遥香と斗真は後部座席で、いま幼稚園児と小学生に人気のアニメを真剣に見ている。
名神高速に入り、車の流れは順調だった。
孝雄がカーナビで見ていた通り、阪神高速3号神戸線に入った辺りから車は増え、ノロノロと走っている。
「はぁー…何分で抜けるかなぁ。」
「俺が我慢出来んようなったら途中で降りるわ。」
「うん。そういやさ、アパートのメンバーって結構変わった?」
「変わったと言えば変わったけどなぁ。萬代先生と椎名さんはおるやろー?あと、ヨーコさんもおるなぁ。あ!あと中国人のあの子!」
「シェンメイ?へー、まだおるんやー。まぁ、ウチ駅からちょっと離れてるけど、商店街あるしスーパーあるし、病院も近いしで立地は良いと思うもん。」
「萬代先生も言いよったわ。無駄に税金掛かる分譲マンションより賃貸の方が楽って。

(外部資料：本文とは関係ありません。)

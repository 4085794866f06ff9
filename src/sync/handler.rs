//! Replication consumer: merges incoming sync data against the
//! authoritative record and commits through the save pipeline.

use std::sync::Arc;

use serde_json::Value;

use crate::catalog::{EntityCatalog, EntityDef};
use crate::error::Error;
use crate::pipeline::{SaveOutcome, SavePipeline};

pub struct SyncActionHandler {
    catalog: Arc<EntityCatalog>,
    pipeline: Arc<dyn SavePipeline>,
}

impl SyncActionHandler {
    pub fn new(catalog: Arc<EntityCatalog>, pipeline: Arc<dyn SavePipeline>) -> Self {
        Self { catalog, pipeline }
    }

    /// Apply a replicated save and return the resulting document id.
    ///
    /// With a document id and a non-empty property list this is a partial
    /// merge: only the named fields are copied onto the authoritative
    /// record, everything else keeps its current value. Otherwise the
    /// incoming data is used verbatim (insert or full replace).
    pub async fn handle_save(
        &self,
        collection: &str,
        document_id: Option<&str>,
        data: &Value,
        properties: Option<&[String]>,
    ) -> Result<String, Error> {
        let def = self
            .catalog
            .resolve(collection)
            .ok_or_else(|| Error::unknown_collection(collection))?;

        let document = match (document_id, properties) {
            (Some(id), Some(props)) if !props.is_empty() => {
                let existing = self
                    .pipeline
                    .load(collection, id)
                    .await?
                    .ok_or_else(|| Error::not_found(format!("document {id} in {collection}")))?;

                merge_properties(def, existing, data, props)
            }
            _ => project(def, data),
        };

        let outcome = self
            .pipeline
            .save(collection, document_id, document)
            .await?;

        match outcome {
            SaveOutcome::Saved { id } => {
                tracing::debug!(collection, id = %id, "replicated save committed");
                Ok(id)
            }
            SaveOutcome::NeedsConfirmation { step, .. } => Err(Error::save_rejected(format!(
                "save requires confirmation at step {step}"
            ))),
            SaveOutcome::Failed { reason } => Err(Error::save_rejected(reason)),
        }
    }

    pub async fn handle_delete(&self, collection: &str, document_id: &str) -> Result<(), Error> {
        self.catalog
            .resolve(collection)
            .ok_or_else(|| Error::unknown_collection(collection))?;

        self.pipeline.delete(collection, document_id).await?;

        tracing::debug!(collection, id = document_id, "replicated delete committed");

        Ok(())
    }
}

/// Copy only the named properties from the incoming data onto the existing
/// record. A named property absent from the data clears the field, matching
/// a changed-to-empty write. Properties the entity does not declare are
/// ignored.
fn merge_properties(def: &EntityDef, mut existing: Value, incoming: &Value, properties: &[String]) -> Value {
    if let (Some(target), Some(source)) = (existing.as_object_mut(), incoming.as_object()) {
        for prop in properties {
            if !def.has_property(prop) {
                continue;
            }
            target.insert(
                prop.clone(),
                source.get(prop).cloned().unwrap_or(Value::Null),
            );
        }
    }

    existing
}

/// Restrict an incoming document to the entity's declared properties, the
/// way deserializing into the target type drops unknown fields.
fn project(def: &EntityDef, data: &Value) -> Value {
    match data.as_object() {
        Some(source) => Value::Object(
            source
                .iter()
                .filter(|(k, _)| def.has_property(k))
                .map(|(k, v)| (k.clone(), v.clone()))
                .collect(),
        ),
        None => data.clone(),
    }
}
//! Operator surface: dead-letter inspection, requeueing, queue statistics.

use actix_web::{get, post, web, Responder, Scope};
use sqlx::Acquire;

use crate::error::Error;
use crate::message::{Message, MessageStatus, QueueStatistics};
use crate::service::Service;

#[get("/messages/dead")]
async fn list_dead_lettered(
    service: web::Data<Service>,
) -> Result<web::Json<Vec<Message>>, Error> {
    let mut conn = service.db().acquire().await?;

    let messages = Message::list_dead_lettered(conn.acquire().await?).await?;

    Ok(web::Json(messages))
}

/// Reset a dead-lettered or crash-stuck processing row back to pending.
#[post("/messages/{id}/requeue")]
async fn requeue_message(
    service: web::Data<Service>,
    path: web::Path<i64>,
) -> Result<impl Responder, Error> {
    let id = path.into_inner();

    let mut conn = service.db().acquire().await?;

    let Some(message) = Message::get(conn.acquire().await?, id).await? else {
        return Err(Error::not_found(format!("message {id}")));
    };

    if !matches!(
        message.status,
        MessageStatus::DeadLettered | MessageStatus::Processing
    ) {
        return Err(Error::invalid_parameter(format!(
            "message {id} is {}; only dead_lettered or processing rows can be requeued",
            message.status
        )));
    }

    Message::requeue(conn.acquire().await?, id).await?;

    tracing::info!(id, queue = %message.queue, "message requeued");

    service.wake_processor();

    Ok("OK")
}

#[get("/queues")]
async fn queue_statistics(
    service: web::Data<Service>,
) -> Result<web::Json<Vec<QueueStatistics>>, Error> {
    let mut conn = service.db().acquire().await?;

    let stats = Message::statistics(conn.acquire().await?).await?;

    Ok(web::Json(stats))
}

pub fn service() -> Scope {
    web::scope("/admin")
        .service(list_dead_lettered)
        .service(requeue_message)
        .service(queue_statistics)
}
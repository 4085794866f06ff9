//! Entity definitions and the read-only collection catalog.

/// Definition of one entity type known to this module's store.
#[derive(Debug, Clone)]
pub struct EntityDef {
    /// Entity type name, e.g. `CustomerProfile`.
    pub name: String,
    /// Persisted property names. Incoming sync data is projected onto this
    /// set before it reaches the save pipeline.
    pub properties: Vec<String>,
}

impl EntityDef {
    pub fn new(name: impl Into<String>, properties: impl IntoIterator<Item = &'static str>) -> Self {
        Self {
            name: name.into(),
            properties: properties.into_iter().map(str::to_owned).collect(),
        }
    }

    pub fn has_property(&self, name: &str) -> bool {
        self.properties.iter().any(|p| p == name)
    }
}

/// Store naming convention: entity type name to collection name.
pub fn collection_name(entity: &str) -> String {
    let mut out = String::with_capacity(entity.len() + 4);

    for (i, c) in entity.chars().enumerate() {
        if c.is_uppercase() {
            if i > 0 {
                out.push('_');
            }
            out.extend(c.to_lowercase());
        } else {
            out.push(c);
        }
    }

    out
}

/// Maps collection names to entity definitions.
///
/// Collection names are computed once at construction; lookups afterwards
/// are read-only. When two definitions collide on a collection name the
/// first one wins.
#[derive(Default)]
pub struct EntityCatalog {
    by_collection: std::collections::HashMap<String, EntityDef>,
}

impl EntityCatalog {
    pub fn new(defs: impl IntoIterator<Item = EntityDef>) -> Self {
        let mut by_collection = std::collections::HashMap::new();

        for def in defs {
            by_collection
                .entry(collection_name(&def.name))
                .or_insert(def);
        }

        Self { by_collection }
    }

    pub fn resolve(&self, collection: &str) -> Option<&EntityDef> {
        self.by_collection.get(collection)
    }
}

#[cfg(test)]
mod tests {
    use super::*;

    #[test]
    fn collection_names_follow_the_convention() {
        assert_eq!(collection_name("CustomerProfile"), "customer_profile");
        assert_eq!(collection_name("Widget"), "widget");
        assert_eq!(collection_name("order"), "order");
    }

    #[test]
    fn first_resolution_wins() {
        let catalog = EntityCatalog::new([
            EntityDef::new("Widget", ["a"]),
            EntityDef::new("Widget", ["b"]),
        ]);

        assert_eq!(catalog.resolve("widget").unwrap().properties, vec!["a"]);
    }

    #[test]
    fn unknown_collection_is_none() {
        let catalog = EntityCatalog::new([]);
        assert!(catalog.resolve("ghost").is_none());
    }
}
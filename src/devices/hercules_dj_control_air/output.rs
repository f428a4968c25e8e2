// SPDX-FileCopyrightText: The hercules-air authors
// SPDX-License-Identifier: MPL-2.0

use strum::{EnumCount, EnumIter, IntoEnumIterator as _};

use super::{
    beat_led_band_start, BEAT_LED_BAND_LEN, MIDI_CMD_NOTE_ON, MIDI_HEAD_CUE_BUTTON,
    MIDI_HEAD_MIX_BUTTON, MIDI_HEAD_VOLUME_DOWN_LED, MIDI_HEAD_VOLUME_UP_LED, MIDI_SHIFT_BUTTON,
    MIDI_SPINBACK_BUTTON,
};
use crate::{led_to_u7, Deck, LedOutput, MidiOutputConnection, OutputError, OutputResult};

/// Cursor within a deck's beat-progress LED band.
///
/// Wraps around after the last step, i.e. always stays within the band.
#[derive(Debug, Clone, Copy, PartialEq, Eq, Default)]
pub struct BeatStep(u8);

impl BeatStep {
    pub const FIRST: Self = Self(0);

    #[must_use]
    pub const fn next(self) -> Self {
        Self((self.0 + 1) % BEAT_LED_BAND_LEN)
    }

    const fn data1(self, deck: Deck) -> u8 {
        beat_led_band_start(deck) + self.0
    }
}

#[derive(Debug, Clone, Copy, PartialEq, Eq, EnumIter, EnumCount)]
pub enum MainLed {
    ShiftButton,
    SpinbackButton,
    HeadMixButton,
    HeadCueButton,
    HeadVolumeDownButton,
    HeadVolumeUpButton,
}

#[derive(Debug, Clone, Copy, PartialEq, Eq)]
pub enum DeckLed {
    BeatStep(BeatStep),
}

#[derive(Debug, Clone, Copy, PartialEq, Eq)]
pub enum Led {
    Main(MainLed),
    Deck(Deck, DeckLed),
}

impl From<MainLed> for Led {
    fn from(from: MainLed) -> Self {
        Self::Main(from)
    }
}

const fn led_to_data1(led: Led) -> u8 {
    match led {
        Led::Main(led) => match led {
            MainLed::ShiftButton => MIDI_SHIFT_BUTTON,
            MainLed::SpinbackButton => MIDI_SPINBACK_BUTTON,
            MainLed::HeadMixButton => MIDI_HEAD_MIX_BUTTON,
            MainLed::HeadCueButton => MIDI_HEAD_CUE_BUTTON,
            MainLed::HeadVolumeDownButton => MIDI_HEAD_VOLUME_DOWN_LED,
            MainLed::HeadVolumeUpButton => MIDI_HEAD_VOLUME_UP_LED,
        },
        Led::Deck(deck, led) => match led {
            DeckLed::BeatStep(step) => step.data1(deck),
        },
    }
}

/// Sends LED states as `(status, index, intensity)` triples.
#[allow(missing_debug_implementations)]
pub struct OutputGateway<C> {
    midi_output_connection: Option<C>,
}

impl<C> Default for OutputGateway<C> {
    fn default() -> Self {
        Self {
            midi_output_connection: None,
        }
    }
}

impl<C: MidiOutputConnection> OutputGateway<C> {
    pub fn attach_midi_output_connection(&mut self, midi_output_connection: &mut Option<C>) {
        debug_assert!(self.midi_output_connection.is_none());
        debug_assert!(midi_output_connection.is_some());
        self.midi_output_connection = midi_output_connection.take();
    }

    pub fn detach_midi_output_connection(&mut self) -> Option<C> {
        self.midi_output_connection.take()
    }

    pub fn send_led_output(&mut self, led: Led, output: LedOutput) -> OutputResult<()> {
        let Some(midi_output_connection) = &mut self.midi_output_connection else {
            return Err(OutputError::Disconnected);
        };
        let data1 = led_to_data1(led);
        midi_output_connection.send_midi_output(&[MIDI_CMD_NOTE_ON, data1, led_to_u7(output)])
    }

    /// Extinguish every mapped LED.
    pub fn reset_all_leds(&mut self) -> OutputResult<()> {
        for led in MainLed::iter() {
            self.send_led_output(led.into(), LedOutput::Off)?;
        }
        for deck in Deck::iter() {
            for step in 0..BEAT_LED_BAND_LEN {
                self.send_led_output(
                    Led::Deck(deck, DeckLed::BeatStep(BeatStep(step))),
                    LedOutput::Off,
                )?;
            }
        }
        Ok(())
    }
}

」
「へぇー…。早く会いたいなぁ。」
「オカンが全員に"来れるんやったらおいで"って誘ってたから、会えるんちゃうか?」
ふと、後ろがやたらと静かになっているので、振り向いてみると、遥香と斗真は仲良く寝ていた。
「あー、あかん。完全に止まった…。」
前方の車がハザードを付けていた。
孝雄もハザードを付け、後方の車に止まるように知らせる。
「どうしよ。武庫川で降りるかぁ?」
「ホンマは何処で降りるん?」
「魚崎か摩耶辺りがええんやけどなぁ…。流れ見て考えるわ。」
缶コーヒーを飲む兄の横顔を見て、明日香も缶コーヒーを飲む。すっかり温くなっていた。